Gryff didn’t care about keeping any promises to his father, or keeping Welsh secrets safe. But he stayed silent about the nests.

When they came to the hawk-house, Hal went immediately to his father and confessed everything about the missing duck and its replacement, then moved on quickly to introduce Gryff and say where he was from.

Gryff barely heard any of it. He hardly even noticed Hal’s father at first, though the man was taller than anyone he’d ever seen and had a voice so deep it would shake mountains loose from the moorings of the earth.

He just looked at the row of birds on their perches and breathed in the familiar smell and could not move.

“That’s Amabel,” came the deep voice of Hal’s father who, he was to discover, was the master falconer.

Amabel was a gyrfalcon, snow white and in perfect health, sitting peacefully on her perch with one leg tucked up under her feathers.

The price of her, when sold, might have kept a family for a year.

More, even.
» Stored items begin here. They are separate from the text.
//! # API REST
//!
//! REST API implementation for Axiom.
//!
//! Handles:
//! - HTTP endpoints with axum
//! - OpenAPI/Swagger documentation
//! - REST-specific concerns (JSON serialisation, CORS, status mapping)
//!
//! Uses `api-shared` for wire types and `axiom-core` for triage logic.

#![warn(rust_2018_idioms)]

use axum::{
    extract::{Path, State},
    http::StatusCode,
    response::Json,
    routing::{get, post},
    Router,
};
use std::sync::Arc;
use tower_http::cors::CorsLayer;
use utoipa::OpenApi;
use utoipa_swagger_ui::SwaggerUi;

use api_shared::{
    AssessReq, AssessRes, CreateTriageRecordReq, HealthRes, HealthService, ListTriageRecordsRes,
    TriageRecordRes, VocabularyRes,
};
use axiom_core::{
    CoreConfig, DurationDays, SeverityLevel, SymptomSet, TriageAssessment, TriageClassifier,
    TriageError, TriageHistoryService, TriageResult,
};

/// Application state for the REST API server
///
/// Shared by all request handlers. Cloning is cheap; the history store is shared between
/// clones.
#[derive(Clone)]
pub struct AppState {
    classifier: TriageClassifier,
    history_service: TriageHistoryService,
}

impl AppState {
    pub fn new(cfg: Arc<CoreConfig>) -> Self {
        Self {
            classifier: TriageClassifier::new(),
            history_service: TriageHistoryService::new(cfg),
        }
    }
}

#[derive(OpenApi)]
#[openapi(
    paths(
        health,
        vocabulary,
        assess,
        list_triage_records,
        create_triage_record,
        get_triage_record,
    ),
    components(schemas(
        HealthRes,
        VocabularyRes,
        AssessReq,
        AssessRes,
        CreateTriageRecordReq,
        TriageRecordRes,
        ListTriageRecordsRes,
    ))
)]
pub struct ApiDoc;

/// Builds the REST router with Swagger UI and permissive CORS.
pub fn router(state: AppState) -> Router {
    Router::new()
        .route("/health", get(health))
        .route("/api/triage/vocabulary", get(vocabulary))
        .route("/triage/assess", post(assess))
        .route(
            "/api/triage/:user_id",
            get(list_triage_records).post(create_triage_record),
        )
        .route("/api/triage/:user_id/:record_id", get(get_triage_record))
        .merge(SwaggerUi::new("/swagger-ui").url("/api-docs/openapi.json", ApiDoc::openapi()))
        .layer(CorsLayer::permissive())
        .with_state(state)
}

/// Validates a stored-record request into an assessment.
fn parse_record_request(req: &CreateTriageRecordReq) -> TriageResult<TriageAssessment> {
    Ok(TriageAssessment::new(
        SymptomSet::parse_list(&req.symptoms)?,
        SeverityLevel::parse_token(&req.severity_level)?,
        DurationDays::new(req.duration_days)?,
    ))
}

/// Maps a core error to a response status and a client-safe message.
fn error_response(err: TriageError) -> (StatusCode, &'static str) {
    match err {
        TriageError::InvalidInput(msg) => {
            tracing::warn!("Rejected triage input: {}", msg);
            (StatusCode::BAD_REQUEST, "Invalid triage input")
        }
        TriageError::RecordNotFound { user_id, record_id } => {
            tracing::warn!("Triage record {} not found for user {}", record_id, user_id);
            (StatusCode::NOT_FOUND, "Triage record not found")
        }
        e @ TriageError::StoreUnavailable => {
            tracing::error!("Triage history error: {:?}", e);
            (StatusCode::INTERNAL_SERVER_ERROR, "Internal error")
        }
    }
}

#[utoipa::path(
    get,
    path = "/health",
    responses(
        (status = 200, description = "Health check response", body = HealthRes)
    )
)]
/// Health check endpoint for the REST API
///
/// Used for monitoring and load balancer health checks.
#[axum::debug_handler]
async fn health(State(_state): State<AppState>) -> Json<HealthRes> {
    Json(HealthService::check_health())
}

#[utoipa::path(
    get,
    path = "/api/triage/vocabulary",
    responses(
        (status = 200, description = "Accepted symptoms, severity levels and duration bounds", body = VocabularyRes)
    )
)]
#[axum::debug_handler]
async fn vocabulary(State(_state): State<AppState>) -> Json<VocabularyRes> {
    Json(VocabularyRes::current())
}

#[utoipa::path(
    post,
    path = "/triage/assess",
    request_body = AssessReq,
    responses(
        (status = 200, description = "Triage verdict", body = AssessRes),
        (status = 400, description = "Bad request")
    )
)]
/// Classify an assessment without storing it
///
/// # Errors
/// Returns `400 Bad Request` if:
/// - no symptoms are given, or a symptom is not in the vocabulary,
/// - the severity level is missing or unrecognised, or
/// - the duration is outside 1 to 14 days.
#[axum::debug_handler]
async fn assess(
    State(state): State<AppState>,
    Json(req): Json<AssessReq>,
) -> Result<Json<AssessRes>, (StatusCode, &'static str)> {
    let verdict = state
        .classifier
        .classify_tokens(&req.symptoms, &req.severity_level, req.duration_days)
        .map_err(error_response)?;
    Ok(Json(AssessRes::from(&verdict)))
}

#[utoipa::path(
    get,
    path = "/api/triage/{user_id}",
    params(("user_id" = u64, Path, description = "User whose history to list")),
    responses(
        (status = 200, description = "Triage history, newest first", body = ListTriageRecordsRes),
        (status = 500, description = "Internal server error")
    )
)]
/// List a user's triage records, newest first
#[axum::debug_handler]
async fn list_triage_records(
    State(state): State<AppState>,
    Path(user_id): Path<u64>,
) -> Result<Json<ListTriageRecordsRes>, (StatusCode, &'static str)> {
    let records = state
        .history_service
        .list_for_user(user_id)
        .map_err(error_response)?;
    Ok(Json(ListTriageRecordsRes {
        records: records.iter().map(TriageRecordRes::from).collect(),
    }))
}

#[utoipa::path(
    post,
    path = "/api/triage/{user_id}",
    params(("user_id" = u64, Path, description = "User submitting the assessment")),
    request_body = CreateTriageRecordReq,
    responses(
        (status = 201, description = "Triage record created", body = TriageRecordRes),
        (status = 400, description = "Bad request"),
        (status = 500, description = "Internal server error")
    )
)]
/// Classify an assessment and store it in the user's history
///
/// The recommendation is computed by the server from the submitted inputs.
///
/// # Errors
/// Returns `400 Bad Request` for invalid inputs and `500 Internal Server Error` if the history
/// store cannot be written.
#[axum::debug_handler]
async fn create_triage_record(
    State(state): State<AppState>,
    Path(user_id): Path<u64>,
    Json(req): Json<CreateTriageRecordReq>,
) -> Result<(StatusCode, Json<TriageRecordRes>), (StatusCode, &'static str)> {
    let assessment = parse_record_request(&req).map_err(error_response)?;

    let record = state
        .history_service
        .record(user_id, assessment)
        .map_err(error_response)?;
    Ok((StatusCode::CREATED, Json(TriageRecordRes::from(&record))))
}

#[utoipa::path(
    get,
    path = "/api/triage/{user_id}/{record_id}",
    params(
        ("user_id" = u64, Path, description = "Owner of the record"),
        ("record_id" = String, Path, description = "Record identifier")
    ),
    responses(
        (status = 200, description = "Triage record", body = TriageRecordRes),
        (status = 400, description = "Bad request"),
        (status = 404, description = "Not found")
    )
)]
#[axum::debug_handler]
async fn get_triage_record(
    State(state): State<AppState>,
    Path((user_id, record_id)): Path<(u64, String)>,
) -> Result<Json<TriageRecordRes>, (StatusCode, &'static str)> {
    let record_id = match uuid::Uuid::parse_str(&record_id) {
        Ok(id) => id,
        Err(e) => {
            tracing::warn!("Invalid triage record id: {:?}", e);
            return Err((StatusCode::BAD_REQUEST, "Invalid triage record id"));
        }
    };

    let record = state
        .history_service
        .get(user_id, record_id)
        .map_err(error_response)?;
    Ok(Json(TriageRecordRes::from(&record)))
}

#[cfg(test)]
mod tests {
    use super::*;
    use axum::body::Body;
    use axum::http::Request;
    use http_body_util::BodyExt;
    use serde_json::{json, Value};
    use tower::ServiceExt;

    fn app() -> Router {
        router(AppState::new(Arc::new(CoreConfig::default())))
    }

    async fn send(app: Router, method: &str, uri: &str, body: Option<Value>) -> (StatusCode, Vec<u8>) {
        let mut builder = Request::builder().method(method).uri(uri);
        let body = match body {
            Some(v) => {
                builder = builder.header("content-type", "application/json");
                Body::from(v.to_string())
            }
            None => Body::empty(),
        };
        let response = app.oneshot(builder.body(body).unwrap()).await.unwrap();
        let status = response.status();
        let bytes = response.into_body().collect().await.unwrap().to_bytes();
        (status, bytes.to_vec())
    }

    #[tokio::test]
    async fn test_health_reports_alive() {
        let (status, body) = send(app(), "GET", "/health", None).await;
        assert_eq!(status, StatusCode::OK);
        let res: HealthRes = serde_json::from_slice(&body).unwrap();
        assert!(res.ok);
    }

    #[tokio::test]
    async fn test_assess_returns_emergency_for_red_flag() {
        let (status, body) = send(
            app(),
            "POST",
            "/triage/assess",
            Some(json!({"symptoms": ["Chest Pain"], "severity_level": "Moderate", "duration_days": 1})),
        )
        .await;
        assert_eq!(status, StatusCode::OK);
        let res: AssessRes = serde_json::from_slice(&body).unwrap();
        assert_eq!(res.tier, "emergency");
        assert_eq!(res.color, "#B71C1C");
    }

    #[tokio::test]
    async fn test_assess_rejects_empty_symptoms() {
        let (status, _) = send(
            app(),
            "POST",
            "/triage/assess",
            Some(json!({"symptoms": [], "severity_level": "Mild", "duration_days": 3})),
        )
        .await;
        assert_eq!(status, StatusCode::BAD_REQUEST);
    }

    #[tokio::test]
    async fn test_assess_rejects_unselected_severity() {
        let (status, _) = send(
            app(),
            "POST",
            "/triage/assess",
            Some(json!({"symptoms": ["Fever"], "severity_level": "", "duration_days": 3})),
        )
        .await;
        assert_eq!(status, StatusCode::BAD_REQUEST);
    }

    #[tokio::test]
    async fn test_created_records_are_listed_newest_first() {
        let app = app();
        let (status, body) = send(
            app.clone(),
            "POST",
            "/api/triage/42",
            Some(json!({"symptoms": "Fever", "severity_level": "Mild", "duration_days": 10})),
        )
        .await;
        assert_eq!(status, StatusCode::CREATED);
        let first: TriageRecordRes = serde_json::from_slice(&body).unwrap();
        assert_eq!(first.recommendation, "Schedule an appointment with a doctor");

        let (_, body) = send(
            app.clone(),
            "POST",
            "/api/triage/42",
            Some(json!({"symptoms": "Headache, Cough", "severity_level": "Mild", "duration_days": 2})),
        )
        .await;
        let second: TriageRecordRes = serde_json::from_slice(&body).unwrap();
        assert_eq!(second.symptoms, "Cough, Headache");
        assert_eq!(second.tier, "self_care");

        let (status, body) = send(app, "GET", "/api/triage/42", None).await;
        assert_eq!(status, StatusCode::OK);
        let list: ListTriageRecordsRes = serde_json::from_slice(&body).unwrap();
        let ids: Vec<&str> = list.records.iter().map(|r| r.id.as_str()).collect();
        assert_eq!(ids, vec![second.id.as_str(), first.id.as_str()]);
    }

    #[tokio::test]
    async fn test_get_triage_record_by_id() {
        let app = app();
        let (_, body) = send(
            app.clone(),
            "POST",
            "/api/triage/5",
            Some(json!({"symptoms": "Nausea", "severity_level": "Moderate", "duration_days": 3})),
        )
        .await;
        let created: TriageRecordRes = serde_json::from_slice(&body).unwrap();

        let (status, body) =
            send(app.clone(), "GET", &format!("/api/triage/5/{}", created.id), None).await;
        assert_eq!(status, StatusCode::OK);
        let fetched: TriageRecordRes = serde_json::from_slice(&body).unwrap();
        assert_eq!(fetched, created);

        let (status, _) = send(app.clone(), "GET", &format!("/api/triage/6/{}", created.id), None).await;
        assert_eq!(status, StatusCode::NOT_FOUND);

        let (status, _) = send(app, "GET", "/api/triage/5/not-a-uuid", None).await;
        assert_eq!(status, StatusCode::BAD_REQUEST);
    }

    #[tokio::test]
    async fn test_create_triage_record_rejects_unknown_symptom() {
        let (status, _) = send(
            app(),
            "POST",
            "/api/triage/1",
            Some(json!({"symptoms": "Fever, Rash", "severity_level": "Mild", "duration_days": 2})),
        )
        .await;
        assert_eq!(status, StatusCode::BAD_REQUEST);
    }

    #[tokio::test]
    async fn test_vocabulary_lists_symptoms() {
        let (status, body) = send(app(), "GET", "/api/triage/vocabulary", None).await;
        assert_eq!(status, StatusCode::OK);
        let vocab: VocabularyRes = serde_json::from_slice(&body).unwrap();
        assert!(vocab.symptoms.contains(&"Abdominal Pain".to_string()));
    }

    #[tokio::test]
    async fn test_assess_rejects_out_of_range_duration() {
        for days in [0, 15] {
            let (status, _) = send(
                app(),
                "POST",
                "/triage/assess",
                Some(json!({"symptoms": ["Fever"], "severity_level": "Mild", "duration_days": days})),
            )
            .await;
            assert_eq!(status, StatusCode::BAD_REQUEST);
        }
    }

    #[tokio::test]
    async fn test_create_triage_record_rejects_out_of_range_duration() {
        let app = app();
        let (status, _) = send(
            app.clone(),
            "POST",
            "/api/triage/3",
            Some(json!({"symptoms": "Cough", "severity_level": "Severe", "duration_days": 15})),
        )
        .await;
        assert_eq!(status, StatusCode::BAD_REQUEST);

        let (_, body) = send(app, "GET", "/api/triage/3", None).await;
        let list: ListTriageRecordsRes = serde_json::from_slice(&body).unwrap();
        assert!(list.records.is_empty());
    }

    #[test]
    fn test_error_response_maps_each_error_kind() {
        assert_eq!(
            error_response(TriageError::InvalidInput("bad".into())).0,
            StatusCode::BAD_REQUEST
        );
        assert_eq!(
            error_response(TriageError::RecordNotFound {
                user_id: 1,
                record_id: uuid::Uuid::nil(),
            })
            .0,
            StatusCode::NOT_FOUND
        );
        assert_eq!(
            error_response(TriageError::StoreUnavailable),
            (StatusCode::INTERNAL_SERVER_ERROR, "Internal error")
        );
    }

    #[test]
    fn test_openapi_document_lists_triage_paths() {
        let doc = ApiDoc::openapi();
        assert!(doc.paths.paths.contains_key("/triage/assess"));
        assert!(doc.paths.paths.contains_key("/api/triage/vocabulary"));
        assert!(doc.paths.paths.contains_key("/api/triage/{user_id}"));
    }
}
Gryff could not help but think of Philip Walch, pointing at the place in the cliff where the nest of the whitest gyrfalcons hid, explaining how blessed they were to have such rare birds.

She was beautiful and perfect. She looked like an old friend, patiently waiting for him here in a quiet corner of this strange new home. To look at her made his heart ache.

“God give you good, Amabel.” He whispered the greeting in Welsh, because in that moment it was the only way he knew how to be.